To further support these entrepreneurs, the government says it has also made regulatory changes to allow more flexibility to sell low-risk, home-prepared foods. These supports, it says, are part of the government’s continued efforts to help small, independent businesses succeed and contribute to Ontario communities during COVID-19.
“For many local entrepreneurs, they start with a love of food and a cherished family recipe, whether it’s grandma’s apple pie or that new take on homegrown pickles, jams and preserves, and try and turn their passion into a successful business,” said Prabmeet Sarkaria, Associate Minister of Small Business and Red Tape Reduction.
“Our government applauds them for their vision and effort and we are doing everything we can to help them seize new opportunities without compromising Ontario’s high standards for food safety.”
Low-risk foods are considered non-hazardous and do not require refrigeration. They include items such as baked goods, pickles, jams and preserves, chocolates, hard candies and brittles, fudge and toffees, granola, trail mix, nuts and seeds, and coffee beans and tea leaves.
“Starting a home-based food business is an excellent opportunity for people across Ontario to share their culinary creativity, build a business for themselves and be part of the province’s agri-food sector,” said Ernie Hardeman, Minister of Agriculture, Food and Rural Affairs. “Our government is committed to encouraging this growing part of the economy and to support all the good things that are grown and produced right here in Ontario.”

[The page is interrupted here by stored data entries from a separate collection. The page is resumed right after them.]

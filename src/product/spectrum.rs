use clap::Args;
use plotly::{common::Mode, Plot, Scatter};

use super::{channel_names, layout, title, AxisSpec, ChannelCount, Product};
use crate::{
    args::{FftArgs, ProductArgs},
    data::TimeSeries,
    signal::{welch_asd, Segmenting},
};

pub const ACTION: &str = "spectrum";

#[derive(Debug, Clone, Args)]
pub struct SpectrumArgs {
    #[clap(flatten)]
    pub product: ProductArgs,
    #[clap(flatten)]
    pub fft: FftArgs,
}

impl Product for SpectrumArgs {
    fn action(&self) -> &'static str {
        ACTION
    }

    fn args(&self) -> &ProductArgs {
        &self.product
    }

    fn channel_count(&self) -> ChannelCount {
        ChannelCount::at_least(1)
    }

    fn figure(&self, data: &[TimeSeries]) -> anyhow::Result<Plot> {
        let axes = &self.product.axes;
        let log_x = axes.log_x(true);
        // DC has no place on a log axis
        let first = usize::from(log_x);

        let mut plot = Plot::new();
        for ch in data {
            let seg = Segmenting::new(self.fft.secpfft, self.fft.overlap, ch.sample_rate)?;
            let asd = welch_asd(&ch.name, &ch.values, ch.sample_rate, seg)?;
            let frequencies = seg.frequencies(ch.sample_rate);
            let trace = Scatter::new(frequencies[first..].to_vec(), asd[first..].to_vec())
                .name(&ch.name)
                .mode(Mode::Lines);
            plot.add_trace(trace);
        }

        let title = title(&self.product, || format!("{} spectrum", channel_names(data)));
        plot.set_layout(layout(
            &title,
            AxisSpec {
                label: "Frequency (Hz)",
                log: log_x,
                min: axes.xmin,
                max: axes.xmax,
            },
            AxisSpec {
                label: "ASD (1/√Hz)",
                log: axes.log_y(true),
                min: axes.ymin,
                max: axes.ymax,
            },
        ));
        Ok(plot)
    }
}
use std::path::PathBuf;

use clap::{ArgAction, Args};

use crate::data::Crop;

/// Flags every action accepts.
#[derive(Debug, Clone, Default, Args)]
pub struct CommonArgs {
    /// Increase verbose output
    #[clap(short, long, action = ArgAction::Count)]
    pub verbose: u8,
    /// Show only fatal errors
    #[clap(short, long)]
    pub silent: bool,
}

impl CommonArgs {
    /// 0 = errors only, 1 = warnings, 2 = info, 3-4 = debug, 5+ = everything.
    pub fn verbosity(&self) -> u8 {
        if self.silent {
            0
        } else {
            self.verbose.saturating_add(1)
        }
    }
}

#[derive(Debug, Clone, Args)]
pub struct ProductArgs {
    /// Data file (`.csv`, `.json`, `.ndjson`) with a time column and one column per channel
    pub input: PathBuf,
    /// Channel to plot; repeat for more channels
    #[clap(short, long = "chan", value_name = "NAME", required = true)]
    pub chan: Vec<String>,
    /// Column holding GPS times
    #[clap(long, default_value = "time")]
    pub time_column: String,
    /// GPS start time
    #[clap(long)]
    pub start: Option<f64>,
    /// Seconds of data to plot
    #[clap(long)]
    pub duration: Option<f64>,
    /// Output HTML file
    #[clap(short, long, default_value = "gwpy.html")]
    pub out: PathBuf,
    /// Plot title
    #[clap(long)]
    pub title: Option<String>,
    /// Open the plot in a browser after writing it
    #[clap(short, long)]
    pub interactive: bool,
    #[clap(flatten)]
    pub axes: AxisArgs,
    #[clap(flatten)]
    pub common: CommonArgs,
}

impl ProductArgs {
    pub fn crop(&self) -> Crop {
        Crop {
            start: self.start,
            duration: self.duration,
        }
    }
}

#[derive(Debug, Clone, Default, Args)]
pub struct AxisArgs {
    /// Logarithmic x axis
    #[clap(long, conflicts_with = "nologx")]
    pub logx: bool,
    /// Linear x axis
    #[clap(long)]
    pub nologx: bool,
    /// Logarithmic y axis
    #[clap(long, conflicts_with = "nology")]
    pub logy: bool,
    /// Linear y axis
    #[clap(long)]
    pub nology: bool,
    #[clap(long)]
    pub xmin: Option<f64>,
    #[clap(long)]
    pub xmax: Option<f64>,
    #[clap(long)]
    pub ymin: Option<f64>,
    #[clap(long)]
    pub ymax: Option<f64>,
}

impl AxisArgs {
    pub fn log_x(&self, default: bool) -> bool {
        resolve(self.logx, self.nologx, default)
    }

    pub fn log_y(&self, default: bool) -> bool {
        resolve(self.logy, self.nology, default)
    }
}

fn resolve(on: bool, off: bool, default: bool) -> bool {
    match (on, off) {
        (true, _) => true,
        (_, true) => false,
        _ => default,
    }
}

#[derive(Debug, Clone, Args)]
pub struct FftArgs {
    /// Seconds per FFT
    #[clap(long, default_value_t = 1.0)]
    pub secpfft: f64,
    /// Overlap fraction of consecutive FFTs, in [0, 1)
    #[clap(long, default_value_t = 0.5)]
    pub overlap: f64,
}

#[derive(Debug, Clone, Args)]
pub struct StrideArgs {
    /// Seconds per spectrogram column [default: 2 * secpfft]
    #[clap(long)]
    pub stride: Option<f64>,
}

impl StrideArgs {
    pub fn seconds(&self, fft: &FftArgs) -> f64 {
        self.stride.unwrap_or(2.0 * fft.secpfft)
    }
}

#[cfg(test)]
mod tests {
    use super::*;

    #[test]
    fn silent_overrides_verbose() {
        let args = CommonArgs {
            verbose: 3,
            silent: true,
        };
        assert_eq!(args.verbosity(), 0);
    }

    #[test]
    fn verbosity_starts_at_one() {
        assert_eq!(CommonArgs::default().verbosity(), 1);
        let args = CommonArgs {
            verbose: 2,
            silent: false,
        };
        assert_eq!(args.verbosity(), 3);
    }

    #[test]
    fn axis_scale_falls_back_to_product_default() {
        let mut axes = AxisArgs::default();
        assert!(axes.log_x(true));
        assert!(!axes.log_y(false));
        axes.nologx = true;
        axes.logy = true;
        assert!(!axes.log_x(true));
        assert!(axes.log_y(false));
    }

    #[test]
    fn stride_defaults_to_two_ffts() {
        let fft = FftArgs {
            secpfft: 0.5,
            overlap: 0.5,
        };
        assert_eq!(StrideArgs { stride: None }.seconds(&fft), 1.0);
        assert_eq!(StrideArgs { stride: Some(4.0) }.seconds(&fft), 4.0);
    }
}
//! Welch-averaged spectral estimates over real-valued channel data.

use rustfft::{num_complex::Complex, FftPlanner};

use crate::error::LdvwError;

/// Segment length and hop, in samples.
#[derive(Debug, Clone, Copy, PartialEq, Eq)]
pub struct Segmenting {
    pub nfft: usize,
    pub step: usize,
}

impl Segmenting {
    /// `secpfft` seconds per FFT, consecutive FFTs sharing `overlap` of their length.
    pub fn new(secpfft: f64, overlap: f64, sample_rate: f64) -> Result<Self, LdvwError> {
        if !(secpfft > 0.0) {
            return Err(LdvwError::FftParameter(format!(
                "secpfft must be positive, got {secpfft}"
            )));
        }
        if !(0.0..1.0).contains(&overlap) {
            return Err(LdvwError::FftParameter(format!(
                "overlap must be in [0, 1), got {overlap}"
            )));
        }
        let nfft = (secpfft * sample_rate).round() as usize;
        if nfft < 2 {
            return Err(LdvwError::FftParameter(format!(
                "{secpfft} s at {sample_rate} Hz is shorter than two samples"
            )));
        }
        let step = nfft - (overlap * nfft as f64).round() as usize;
        Ok(Self {
            nfft,
            step: step.max(1),
        })
    }

    /// Start offsets of every full segment in `len` samples.
    pub fn starts(&self, len: usize) -> impl Iterator<Item = usize> {
        let last = len.checked_sub(self.nfft);
        (0..).step_by(self.step).take_while(move |&s| matches!(last, Some(last) if s <= last))
    }

    /// Fails unless `len` samples of channel `name` fill at least one FFT.
    pub fn require(&self, name: &str, len: usize) -> Result<(), LdvwError> {
        if len < self.nfft {
            return Err(LdvwError::TooFewSamples {
                channel: name.to_string(),
                got: len,
                need: self.nfft,
            });
        }
        Ok(())
    }

    /// Bin frequencies. Call [`Segmenting::require`] first: `nfft` is unbounded.
    pub fn frequencies(&self, sample_rate: f64) -> Vec<f64> {
        (0..=self.nfft / 2)
            .map(|k| k as f64 * sample_rate / self.nfft as f64)
            .collect()
    }
}

/// Periodic Hann window (for FFT/STFT, COLA)
/// w[i] = 0.5 * (1 - cos(2πi/N))
pub fn hann_window(n: usize) -> Vec<f64> {
    match n {
        0 => Vec::new(),
        1 => vec![1.0],
        _ => {
            let two_pi = std::f64::consts::PI * 2.0;
            (0..n)
                .map(|i| 0.5 * (1.0 - (two_pi * i as f64 / n as f64).cos()))
                .collect()
        }
    }
}

/// One-sided spectra of the windowed, mean-removed segments of a channel.
struct SegmentSpectra {
    spectra: Vec<Vec<Complex<f64>>>,
    /// `fs * sum(w^2)`, the density normalisation.
    norm: f64,
}

impl SegmentSpectra {
    fn compute(x: &[f64], fs: f64, seg: Segmenting, planner: &mut FftPlanner<f64>) -> Self {
        let window = hann_window(seg.nfft);
        let fft = planner.plan_fft_forward(seg.nfft);
        let bins = seg.nfft / 2 + 1;
        let mut spectra = vec![];
        for start in seg.starts(x.len()) {
            let chunk = &x[start..start + seg.nfft];
            let mean = chunk.iter().sum::<f64>() / seg.nfft as f64;
            let mut buf: Vec<Complex<f64>> = chunk
                .iter()
                .zip(&window)
                .map(|(&v, &w)| Complex::new((v - mean) * w, 0.0))
                .collect();
            fft.process(&mut buf);
            buf.truncate(bins);
            spectra.push(buf);
        }
        let norm = fs * window.iter().map(|w| w * w).sum::<f64>();
        Self { spectra, norm }
    }

    /// Averaged one-sided cross density `<conj(X) Y>`.
    fn cross(&self, other: &Self, nfft: usize) -> Vec<Complex<f64>> {
        let bins = nfft / 2 + 1;
        let count = self.spectra.len().min(other.spectra.len());
        let mut out = vec![Complex::new(0.0, 0.0); bins];
        if count == 0 {
            return out;
        }
        for (a, b) in self.spectra.iter().zip(&other.spectra) {
            for (o, (x, y)) in out.iter_mut().zip(a.iter().zip(b)) {
                *o += x.conj() * y;
            }
        }
        let scale = 1.0 / (count as f64 * self.norm);
        for (k, o) in out.iter_mut().enumerate() {
            let nyquist = nfft % 2 == 0 && k == nfft / 2;
            let one_sided = if k == 0 || nyquist { 1.0 } else { 2.0 };
            *o *= scale * one_sided;
        }
        out
    }
}

/// Welch power spectral density, one value per bin of `seg.frequencies`.
pub fn welch_psd(name: &str, x: &[f64], fs: f64, seg: Segmenting) -> Result<Vec<f64>, LdvwError> {
    seg.require(name, x.len())?;
    let mut planner = FftPlanner::new();
    let spectra = SegmentSpectra::compute(x, fs, seg, &mut planner);
    Ok(spectra.cross(&spectra, seg.nfft).iter().map(|c| c.re).collect())
}

pub fn welch_asd(name: &str, x: &[f64], fs: f64, seg: Segmenting) -> Result<Vec<f64>, LdvwError> {
    Ok(welch_psd(name, x, fs, seg)?
        .into_iter()
        .map(f64::sqrt)
        .collect())
}

/// Welch cross spectral density of `x` against `y`.
pub fn welch_csd(
    name: &str,
    x: &[f64],
    y: &[f64],
    fs: f64,
    seg: Segmenting,
) -> Result<Vec<Complex<f64>>, LdvwError> {
    seg.require(name, x.len().min(y.len()))?;
    let mut planner = FftPlanner::new();
    let sx = SegmentSpectra::compute(x, fs, seg, &mut planner);
    let sy = SegmentSpectra::compute(y, fs, seg, &mut planner);
    Ok(sx.cross(&sy, seg.nfft))
}

/// Magnitude-squared coherence `|Pxy|^2 / (Pxx Pyy)`, zero where either power vanishes.
pub fn coherence(
    name: &str,
    x: &[f64],
    y: &[f64],
    fs: f64,
    seg: Segmenting,
) -> Result<Vec<f64>, LdvwError> {
    seg.require(name, x.len().min(y.len()))?;
    let mut planner = FftPlanner::new();
    let sx = SegmentSpectra::compute(x, fs, seg, &mut planner);
    let sy = SegmentSpectra::compute(y, fs, seg, &mut planner);
    let pxx = sx.cross(&sx, seg.nfft);
    let pyy = sy.cross(&sy, seg.nfft);
    let pxy = sx.cross(&sy, seg.nfft);
    Ok(pxy
        .iter()
        .zip(pxx.iter().zip(&pyy))
        .map(|(xy, (xx, yy))| {
            let denom = xx.re * yy.re;
            if denom > 0.0 {
                (xy.norm_sqr() / denom).min(1.0)
            } else {
                0.0
            }
        })
        .collect())
}

/// Consecutive non-overlapping windows of `stride` samples; a short tail is dropped.
pub fn strides(len: usize, stride: usize) -> impl Iterator<Item = std::ops::Range<usize>> {
    let count = if stride == 0 { 0 } else { len / stride };
    (0..count).map(move |i| i * stride..(i + 1) * stride)
}

#[cfg(test)]
mod tests {
    use super::*;
    use approx::assert_relative_eq;

    fn sine(freq: f64, fs: f64, n: usize, amp: f64) -> Vec<f64> {
        (0..n)
            .map(|i| amp * (2.0 * std::f64::consts::PI * freq * i as f64 / fs).sin())
            .collect()
    }

    #[test]
    fn hann_window_mean_square() {
        let w = hann_window(1024);
        assert_relative_eq!(w[0], 0.0);
        let u = w.iter().map(|x| x * x).sum::<f64>() / 1024.0;
        assert_relative_eq!(u, 0.375, epsilon = 1e-9);
    }

    #[test]
    fn segmenting_from_seconds() {
        let seg = Segmenting::new(0.5, 0.5, 256.0).unwrap();
        assert_eq!(seg, Segmenting { nfft: 128, step: 64 });
        assert_eq!(seg.starts(320).collect::<Vec<_>>(), vec![0, 64, 128, 192]);
        assert_eq!(seg.starts(100).count(), 0);
        assert_eq!(seg.frequencies(256.0).len(), 65);
        assert_relative_eq!(seg.frequencies(256.0)[64], 128.0);
    }

    #[test]
    fn segmenting_rejects_bad_parameters() {
        assert!(Segmenting::new(0.0, 0.5, 256.0).is_err());
        assert!(Segmenting::new(1.0, 1.0, 256.0).is_err());
        assert!(Segmenting::new(1.0, -0.1, 256.0).is_err());
        assert!(Segmenting::new(0.001, 0.0, 256.0).is_err());
    }

    #[test]
    fn psd_peaks_at_sine_and_integrates_to_power() {
        let fs = 256.0;
        let x = sine(32.0, fs, 256 * 8, 2.0);
        let seg = Segmenting::new(1.0, 0.5, fs).unwrap();
        let psd = welch_psd("x", &x, fs, seg).unwrap();
        let peak = psd
            .iter()
            .enumerate()
            .max_by(|a, b| a.1.total_cmp(b.1))
            .map(|(k, _)| k)
            .unwrap();
        assert_eq!(peak, 32);
        // Mean square of a sine of amplitude 2 is 2.
        let df = fs / seg.nfft as f64;
        let power: f64 = psd.iter().sum::<f64>() * df;
        assert_relative_eq!(power, 2.0, max_relative = 1e-6);
    }

    #[test]
    fn asd_is_root_of_psd() {
        let fs = 64.0;
        let x = sine(8.0, fs, 256, 1.0);
        let seg = Segmenting::new(1.0, 0.0, fs).unwrap();
        let psd = welch_psd("x", &x, fs, seg).unwrap();
        let asd = welch_asd("x", &x, fs, seg).unwrap();
        assert_relative_eq!(asd[8] * asd[8], psd[8], max_relative = 1e-12);
    }

    #[test]
    fn csd_of_a_channel_with_itself_is_its_psd() {
        let fs = 64.0;
        let x = sine(5.0, fs, 512, 1.0);
        let seg = Segmenting::new(1.0, 0.5, fs).unwrap();
        let psd = welch_psd("x", &x, fs, seg).unwrap();
        let csd = welch_csd("x", &x, &x, fs, seg).unwrap();
        for (p, c) in psd.iter().zip(&csd) {
            assert_relative_eq!(*p, c.re, max_relative = 1e-12, epsilon = 1e-18);
            assert_relative_eq!(c.im, 0.0, epsilon = 1e-12);
        }
    }

    #[test]
    fn coherence_of_scaled_copy_is_one() {
        let fs = 128.0;
        let x: Vec<f64> = sine(10.0, fs, 1024, 1.0)
            .iter()
            .zip(sine(23.0, fs, 1024, 0.5))
            .map(|(a, b)| a + b)
            .collect();
        let y: Vec<f64> = x.iter().map(|v| -3.0 * v).collect();
        let seg = Segmenting::new(1.0, 0.5, fs).unwrap();
        let coh = coherence("y", &x, &y, fs, seg).unwrap();
        assert_relative_eq!(coh[10], 1.0, epsilon = 1e-9);
        assert_relative_eq!(coh[23], 1.0, epsilon = 1e-9);
        assert!(coh.iter().all(|c| (0.0..=1.0).contains(c)));
    }

    #[test]
    fn too_few_samples_names_the_channel() {
        let seg = Segmenting::new(1.0, 0.5, 64.0).unwrap();
        let err = welch_psd("H1:LOSC", &[0.0; 10], 64.0, seg).unwrap_err();
        assert!(err.to_string().contains("H1:LOSC"));
        assert!(err.to_string().contains("64"));
    }

    #[test]
    fn strides_drop_the_tail() {
        let s: Vec<_> = strides(10, 4).collect();
        assert_eq!(s, vec![0..4, 4..8]);
        assert_eq!(strides(10, 0).count(), 0);
    }

    #[test]
    fn huge_fft_length_is_rejected_not_allocated() {
        let seg = Segmenting::new(1e30, 0.5, 64.0).unwrap();
        let err = seg.require("H1:STRAIN", 256).unwrap_err();
        assert!(matches!(err, LdvwError::TooFewSamples { got: 256, .. }));
    }
}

All food premises, including home-based food businesses, must adhere to requirements under the Health Protection and Promotion Act (HPPA) and the Food Premises Regulation, as well as periodic inspections by their local public health unit.
Home-based food businesses that prepare only low-risk foods are exempt from certain regulatory requirements, such as specified handwashing stations in food premises, compliance with commercial dishwashing requirements and food handling training certification.